* [REQUIREMENT]: Copy out each line of the data below in which "ReleaseWriter" appears.

────────────────────

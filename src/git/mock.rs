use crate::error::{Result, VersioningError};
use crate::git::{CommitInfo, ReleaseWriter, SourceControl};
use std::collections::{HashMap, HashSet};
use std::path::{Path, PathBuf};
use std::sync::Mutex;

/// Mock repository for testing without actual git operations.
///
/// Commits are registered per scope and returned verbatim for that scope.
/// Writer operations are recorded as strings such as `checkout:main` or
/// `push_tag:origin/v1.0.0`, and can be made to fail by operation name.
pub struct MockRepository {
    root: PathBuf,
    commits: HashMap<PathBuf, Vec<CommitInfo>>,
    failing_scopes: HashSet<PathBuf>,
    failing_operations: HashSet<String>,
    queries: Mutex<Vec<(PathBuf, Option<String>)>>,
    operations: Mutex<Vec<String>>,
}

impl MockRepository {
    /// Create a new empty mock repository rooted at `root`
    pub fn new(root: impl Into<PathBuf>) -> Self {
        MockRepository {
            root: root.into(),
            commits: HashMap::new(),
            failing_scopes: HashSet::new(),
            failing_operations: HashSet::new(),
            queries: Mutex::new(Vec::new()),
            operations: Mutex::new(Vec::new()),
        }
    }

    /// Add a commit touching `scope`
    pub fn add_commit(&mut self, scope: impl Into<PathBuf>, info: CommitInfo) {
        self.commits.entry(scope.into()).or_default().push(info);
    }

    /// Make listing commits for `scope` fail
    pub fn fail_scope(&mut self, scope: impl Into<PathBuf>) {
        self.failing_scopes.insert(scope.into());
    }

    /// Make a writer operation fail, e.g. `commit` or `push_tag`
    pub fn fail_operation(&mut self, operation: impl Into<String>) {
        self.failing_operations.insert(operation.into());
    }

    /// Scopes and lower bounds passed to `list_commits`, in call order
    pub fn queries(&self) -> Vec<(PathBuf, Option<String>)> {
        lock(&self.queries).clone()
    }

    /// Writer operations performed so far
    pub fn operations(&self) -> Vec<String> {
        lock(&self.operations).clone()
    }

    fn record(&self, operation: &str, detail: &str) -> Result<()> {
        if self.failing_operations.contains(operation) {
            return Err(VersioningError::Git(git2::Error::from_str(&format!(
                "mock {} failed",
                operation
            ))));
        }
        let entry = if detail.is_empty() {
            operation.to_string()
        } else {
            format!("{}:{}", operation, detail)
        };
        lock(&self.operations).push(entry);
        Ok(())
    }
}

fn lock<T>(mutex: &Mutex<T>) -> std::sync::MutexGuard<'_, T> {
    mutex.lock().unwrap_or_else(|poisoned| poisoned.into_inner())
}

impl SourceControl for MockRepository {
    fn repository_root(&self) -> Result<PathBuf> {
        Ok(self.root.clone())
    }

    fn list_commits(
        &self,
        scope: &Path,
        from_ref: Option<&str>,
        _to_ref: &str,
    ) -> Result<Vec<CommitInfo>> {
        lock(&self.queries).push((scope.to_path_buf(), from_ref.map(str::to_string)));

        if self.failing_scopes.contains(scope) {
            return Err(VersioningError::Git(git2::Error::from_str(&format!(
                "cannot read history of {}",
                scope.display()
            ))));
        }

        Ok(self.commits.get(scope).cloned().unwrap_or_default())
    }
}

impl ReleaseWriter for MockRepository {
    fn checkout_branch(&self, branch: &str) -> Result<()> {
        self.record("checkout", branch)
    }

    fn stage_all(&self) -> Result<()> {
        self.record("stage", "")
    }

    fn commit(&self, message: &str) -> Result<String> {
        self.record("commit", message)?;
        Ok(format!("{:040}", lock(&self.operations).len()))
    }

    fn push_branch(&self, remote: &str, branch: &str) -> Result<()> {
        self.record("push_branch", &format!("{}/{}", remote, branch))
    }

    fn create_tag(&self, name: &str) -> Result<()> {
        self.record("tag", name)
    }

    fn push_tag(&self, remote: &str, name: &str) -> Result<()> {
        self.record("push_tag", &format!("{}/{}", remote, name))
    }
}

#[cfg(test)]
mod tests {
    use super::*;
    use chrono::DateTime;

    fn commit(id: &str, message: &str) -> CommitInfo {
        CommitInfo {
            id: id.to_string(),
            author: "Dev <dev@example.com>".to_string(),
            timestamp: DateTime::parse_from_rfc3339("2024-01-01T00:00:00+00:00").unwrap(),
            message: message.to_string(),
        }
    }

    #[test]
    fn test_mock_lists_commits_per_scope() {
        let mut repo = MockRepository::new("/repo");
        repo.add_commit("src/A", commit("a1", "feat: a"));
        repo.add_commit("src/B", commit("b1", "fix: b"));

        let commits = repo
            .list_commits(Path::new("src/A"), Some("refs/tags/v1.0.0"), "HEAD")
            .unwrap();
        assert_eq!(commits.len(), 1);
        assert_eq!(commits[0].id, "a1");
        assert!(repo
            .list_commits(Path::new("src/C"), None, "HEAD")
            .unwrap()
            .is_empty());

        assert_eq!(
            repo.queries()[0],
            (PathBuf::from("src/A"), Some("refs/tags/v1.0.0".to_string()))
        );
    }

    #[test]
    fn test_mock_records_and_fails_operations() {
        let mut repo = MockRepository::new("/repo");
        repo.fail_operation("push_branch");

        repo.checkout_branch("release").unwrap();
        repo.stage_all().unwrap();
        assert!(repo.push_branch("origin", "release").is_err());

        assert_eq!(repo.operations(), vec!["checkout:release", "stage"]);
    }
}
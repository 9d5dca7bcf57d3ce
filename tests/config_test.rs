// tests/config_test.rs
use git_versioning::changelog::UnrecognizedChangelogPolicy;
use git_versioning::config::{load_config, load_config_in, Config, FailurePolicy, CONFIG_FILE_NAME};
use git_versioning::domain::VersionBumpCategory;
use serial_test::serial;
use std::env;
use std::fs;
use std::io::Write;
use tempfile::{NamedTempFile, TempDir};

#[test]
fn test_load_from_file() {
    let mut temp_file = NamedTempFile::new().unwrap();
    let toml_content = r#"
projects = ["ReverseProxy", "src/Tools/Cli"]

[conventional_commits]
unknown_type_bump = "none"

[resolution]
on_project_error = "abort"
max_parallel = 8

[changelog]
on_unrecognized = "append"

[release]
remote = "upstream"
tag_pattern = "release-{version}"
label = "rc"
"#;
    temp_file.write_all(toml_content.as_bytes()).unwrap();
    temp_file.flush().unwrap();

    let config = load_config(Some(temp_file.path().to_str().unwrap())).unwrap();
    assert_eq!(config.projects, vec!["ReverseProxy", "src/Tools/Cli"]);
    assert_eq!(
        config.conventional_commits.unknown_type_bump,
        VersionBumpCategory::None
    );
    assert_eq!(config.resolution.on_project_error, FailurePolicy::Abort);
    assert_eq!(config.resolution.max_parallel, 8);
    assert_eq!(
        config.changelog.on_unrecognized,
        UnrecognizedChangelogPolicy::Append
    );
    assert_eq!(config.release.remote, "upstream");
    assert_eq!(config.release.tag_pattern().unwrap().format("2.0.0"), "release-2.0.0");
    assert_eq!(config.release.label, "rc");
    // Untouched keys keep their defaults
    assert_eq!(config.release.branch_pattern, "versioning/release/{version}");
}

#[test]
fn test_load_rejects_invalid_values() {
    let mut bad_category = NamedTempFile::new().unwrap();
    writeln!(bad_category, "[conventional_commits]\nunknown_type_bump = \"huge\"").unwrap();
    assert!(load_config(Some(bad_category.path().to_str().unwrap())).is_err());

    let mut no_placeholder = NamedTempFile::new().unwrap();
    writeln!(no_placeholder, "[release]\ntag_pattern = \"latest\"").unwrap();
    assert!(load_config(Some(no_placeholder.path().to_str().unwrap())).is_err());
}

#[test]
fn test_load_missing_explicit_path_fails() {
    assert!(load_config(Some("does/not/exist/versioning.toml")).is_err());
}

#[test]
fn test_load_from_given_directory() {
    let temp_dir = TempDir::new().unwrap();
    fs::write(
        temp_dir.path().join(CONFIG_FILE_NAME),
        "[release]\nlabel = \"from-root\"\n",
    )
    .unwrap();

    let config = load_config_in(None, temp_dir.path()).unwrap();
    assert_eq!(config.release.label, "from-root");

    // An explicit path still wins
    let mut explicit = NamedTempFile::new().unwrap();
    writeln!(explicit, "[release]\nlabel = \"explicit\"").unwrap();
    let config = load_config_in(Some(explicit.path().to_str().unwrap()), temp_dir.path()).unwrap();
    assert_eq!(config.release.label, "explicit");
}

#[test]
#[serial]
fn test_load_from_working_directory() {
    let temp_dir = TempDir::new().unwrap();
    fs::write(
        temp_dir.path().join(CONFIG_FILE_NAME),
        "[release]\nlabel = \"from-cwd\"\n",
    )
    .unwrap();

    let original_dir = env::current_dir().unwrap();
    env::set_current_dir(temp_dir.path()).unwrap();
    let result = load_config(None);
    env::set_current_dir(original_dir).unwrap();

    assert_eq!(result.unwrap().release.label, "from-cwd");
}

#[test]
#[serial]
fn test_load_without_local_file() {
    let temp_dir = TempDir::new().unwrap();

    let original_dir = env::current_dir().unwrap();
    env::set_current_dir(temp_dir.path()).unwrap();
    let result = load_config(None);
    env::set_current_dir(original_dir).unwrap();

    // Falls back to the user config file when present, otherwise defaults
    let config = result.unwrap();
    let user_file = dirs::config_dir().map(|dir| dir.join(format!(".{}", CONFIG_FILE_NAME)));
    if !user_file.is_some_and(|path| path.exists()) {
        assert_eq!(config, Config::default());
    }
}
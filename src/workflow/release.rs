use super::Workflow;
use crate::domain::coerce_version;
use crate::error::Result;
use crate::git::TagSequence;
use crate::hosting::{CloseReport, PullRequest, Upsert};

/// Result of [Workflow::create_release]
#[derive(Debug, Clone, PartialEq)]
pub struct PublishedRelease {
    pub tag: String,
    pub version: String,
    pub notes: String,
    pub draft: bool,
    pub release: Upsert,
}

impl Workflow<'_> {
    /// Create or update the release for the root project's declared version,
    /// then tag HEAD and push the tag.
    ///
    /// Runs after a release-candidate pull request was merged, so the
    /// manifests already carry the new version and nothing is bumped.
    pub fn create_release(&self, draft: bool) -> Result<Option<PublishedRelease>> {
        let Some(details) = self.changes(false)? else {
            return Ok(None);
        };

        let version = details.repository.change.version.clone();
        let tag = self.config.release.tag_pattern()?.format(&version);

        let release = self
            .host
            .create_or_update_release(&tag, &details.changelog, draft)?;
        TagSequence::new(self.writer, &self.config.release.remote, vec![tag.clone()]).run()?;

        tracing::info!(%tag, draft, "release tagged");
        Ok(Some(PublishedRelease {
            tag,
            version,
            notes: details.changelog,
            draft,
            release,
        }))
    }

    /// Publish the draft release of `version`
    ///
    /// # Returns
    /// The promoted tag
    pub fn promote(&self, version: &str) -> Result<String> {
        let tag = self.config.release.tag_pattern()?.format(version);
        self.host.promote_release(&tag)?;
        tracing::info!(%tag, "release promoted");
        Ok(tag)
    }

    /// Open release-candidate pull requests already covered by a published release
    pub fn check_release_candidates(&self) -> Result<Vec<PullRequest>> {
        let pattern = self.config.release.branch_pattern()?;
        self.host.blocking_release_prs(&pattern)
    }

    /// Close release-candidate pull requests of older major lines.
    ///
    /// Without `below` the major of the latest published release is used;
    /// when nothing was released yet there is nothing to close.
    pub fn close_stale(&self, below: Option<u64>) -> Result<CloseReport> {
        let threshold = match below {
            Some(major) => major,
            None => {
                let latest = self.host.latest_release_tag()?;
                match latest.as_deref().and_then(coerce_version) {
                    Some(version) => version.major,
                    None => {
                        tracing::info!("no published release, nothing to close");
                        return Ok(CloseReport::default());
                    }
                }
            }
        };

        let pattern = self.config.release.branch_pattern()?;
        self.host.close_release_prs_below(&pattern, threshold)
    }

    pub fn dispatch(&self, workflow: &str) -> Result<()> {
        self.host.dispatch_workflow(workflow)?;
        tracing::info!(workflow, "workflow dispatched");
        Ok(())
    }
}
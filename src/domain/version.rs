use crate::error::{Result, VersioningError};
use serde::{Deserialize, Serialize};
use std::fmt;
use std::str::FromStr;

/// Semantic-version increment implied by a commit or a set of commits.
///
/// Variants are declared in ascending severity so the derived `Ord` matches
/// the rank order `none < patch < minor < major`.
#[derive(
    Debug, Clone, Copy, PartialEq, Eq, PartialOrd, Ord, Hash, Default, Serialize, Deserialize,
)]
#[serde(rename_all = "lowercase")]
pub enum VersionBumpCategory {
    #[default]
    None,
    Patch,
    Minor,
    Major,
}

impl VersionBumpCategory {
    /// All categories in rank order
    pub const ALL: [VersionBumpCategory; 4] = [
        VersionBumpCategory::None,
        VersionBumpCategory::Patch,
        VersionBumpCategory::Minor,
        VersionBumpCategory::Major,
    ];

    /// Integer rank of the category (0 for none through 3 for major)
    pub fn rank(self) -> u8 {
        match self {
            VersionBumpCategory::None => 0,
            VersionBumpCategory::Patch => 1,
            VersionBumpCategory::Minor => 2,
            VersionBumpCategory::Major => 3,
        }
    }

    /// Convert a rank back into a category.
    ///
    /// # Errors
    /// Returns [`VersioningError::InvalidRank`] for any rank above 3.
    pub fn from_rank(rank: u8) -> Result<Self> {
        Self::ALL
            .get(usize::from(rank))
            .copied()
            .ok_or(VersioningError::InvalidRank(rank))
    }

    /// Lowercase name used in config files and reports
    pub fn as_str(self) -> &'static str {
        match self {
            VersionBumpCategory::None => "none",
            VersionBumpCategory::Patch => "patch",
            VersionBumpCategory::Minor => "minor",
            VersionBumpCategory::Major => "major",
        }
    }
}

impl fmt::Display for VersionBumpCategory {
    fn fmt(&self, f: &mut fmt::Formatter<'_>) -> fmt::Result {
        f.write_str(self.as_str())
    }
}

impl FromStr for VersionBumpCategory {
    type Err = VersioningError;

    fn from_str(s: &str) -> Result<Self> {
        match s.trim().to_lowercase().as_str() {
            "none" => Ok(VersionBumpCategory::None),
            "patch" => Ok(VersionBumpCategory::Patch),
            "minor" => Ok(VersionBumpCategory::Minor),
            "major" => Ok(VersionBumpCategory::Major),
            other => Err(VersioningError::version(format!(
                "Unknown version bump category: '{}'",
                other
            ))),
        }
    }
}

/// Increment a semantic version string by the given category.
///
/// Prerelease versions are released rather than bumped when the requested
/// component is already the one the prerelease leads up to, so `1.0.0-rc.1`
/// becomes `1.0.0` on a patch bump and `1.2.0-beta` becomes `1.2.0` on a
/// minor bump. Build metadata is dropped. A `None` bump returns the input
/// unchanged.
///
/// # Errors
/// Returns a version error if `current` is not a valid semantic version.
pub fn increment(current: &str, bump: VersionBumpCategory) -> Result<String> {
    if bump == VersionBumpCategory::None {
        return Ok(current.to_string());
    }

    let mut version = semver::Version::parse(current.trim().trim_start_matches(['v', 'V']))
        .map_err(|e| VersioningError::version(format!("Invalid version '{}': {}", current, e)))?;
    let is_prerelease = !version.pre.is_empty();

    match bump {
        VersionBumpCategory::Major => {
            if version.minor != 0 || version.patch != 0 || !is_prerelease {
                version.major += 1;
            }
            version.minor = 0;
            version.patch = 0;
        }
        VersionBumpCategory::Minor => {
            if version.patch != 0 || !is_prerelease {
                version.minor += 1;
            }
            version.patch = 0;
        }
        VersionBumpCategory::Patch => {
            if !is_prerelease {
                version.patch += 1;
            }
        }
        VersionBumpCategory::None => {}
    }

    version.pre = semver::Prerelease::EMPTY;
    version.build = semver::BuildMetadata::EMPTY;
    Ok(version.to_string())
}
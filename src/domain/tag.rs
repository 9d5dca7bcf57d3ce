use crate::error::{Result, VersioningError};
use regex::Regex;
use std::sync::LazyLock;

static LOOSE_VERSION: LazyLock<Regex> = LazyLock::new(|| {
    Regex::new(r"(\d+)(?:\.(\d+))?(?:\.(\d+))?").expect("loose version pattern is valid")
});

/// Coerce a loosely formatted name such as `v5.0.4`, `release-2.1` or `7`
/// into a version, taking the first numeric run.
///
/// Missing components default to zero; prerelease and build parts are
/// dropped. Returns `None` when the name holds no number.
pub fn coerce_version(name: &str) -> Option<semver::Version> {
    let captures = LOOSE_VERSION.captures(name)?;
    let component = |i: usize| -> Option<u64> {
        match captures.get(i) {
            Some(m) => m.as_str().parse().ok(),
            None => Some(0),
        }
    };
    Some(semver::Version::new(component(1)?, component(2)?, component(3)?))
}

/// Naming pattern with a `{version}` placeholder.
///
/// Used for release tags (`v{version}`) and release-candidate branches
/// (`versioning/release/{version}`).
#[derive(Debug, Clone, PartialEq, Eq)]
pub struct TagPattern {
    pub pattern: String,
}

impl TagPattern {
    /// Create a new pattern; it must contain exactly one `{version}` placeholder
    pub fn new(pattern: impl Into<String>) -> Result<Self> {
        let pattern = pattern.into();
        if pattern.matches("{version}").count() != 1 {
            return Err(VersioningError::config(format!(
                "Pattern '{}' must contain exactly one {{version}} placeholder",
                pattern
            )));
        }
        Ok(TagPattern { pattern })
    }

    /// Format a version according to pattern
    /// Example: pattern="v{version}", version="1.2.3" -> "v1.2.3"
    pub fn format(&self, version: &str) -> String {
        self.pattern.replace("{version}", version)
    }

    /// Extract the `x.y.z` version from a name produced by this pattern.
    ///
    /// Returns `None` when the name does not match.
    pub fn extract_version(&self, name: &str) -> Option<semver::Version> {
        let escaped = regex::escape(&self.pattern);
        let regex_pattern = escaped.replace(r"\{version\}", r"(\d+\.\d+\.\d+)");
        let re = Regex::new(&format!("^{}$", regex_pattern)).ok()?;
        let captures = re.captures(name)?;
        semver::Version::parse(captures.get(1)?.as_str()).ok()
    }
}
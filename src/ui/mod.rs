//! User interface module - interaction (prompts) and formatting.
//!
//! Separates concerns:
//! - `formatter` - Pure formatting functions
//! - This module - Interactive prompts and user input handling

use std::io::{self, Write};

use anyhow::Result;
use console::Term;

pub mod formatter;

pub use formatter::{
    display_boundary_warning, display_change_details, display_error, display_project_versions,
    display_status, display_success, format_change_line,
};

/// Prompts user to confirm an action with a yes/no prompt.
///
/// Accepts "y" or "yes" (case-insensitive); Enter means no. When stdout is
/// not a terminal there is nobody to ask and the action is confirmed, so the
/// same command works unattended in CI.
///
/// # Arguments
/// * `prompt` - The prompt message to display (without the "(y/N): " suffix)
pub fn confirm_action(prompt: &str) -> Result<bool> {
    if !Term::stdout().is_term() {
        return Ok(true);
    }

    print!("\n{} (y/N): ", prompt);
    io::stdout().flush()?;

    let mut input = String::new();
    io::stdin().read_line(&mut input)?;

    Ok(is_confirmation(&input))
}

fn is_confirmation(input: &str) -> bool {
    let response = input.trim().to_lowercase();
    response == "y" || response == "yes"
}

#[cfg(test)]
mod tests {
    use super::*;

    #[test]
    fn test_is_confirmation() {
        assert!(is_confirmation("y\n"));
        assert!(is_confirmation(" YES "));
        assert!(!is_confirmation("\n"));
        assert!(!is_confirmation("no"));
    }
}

────────────────────

* [RESULT FOR THIS TASK]:
use crate::git::{CommitInfo, ReleaseWriter, SourceControl};
impl ReleaseWriter for MockRepository {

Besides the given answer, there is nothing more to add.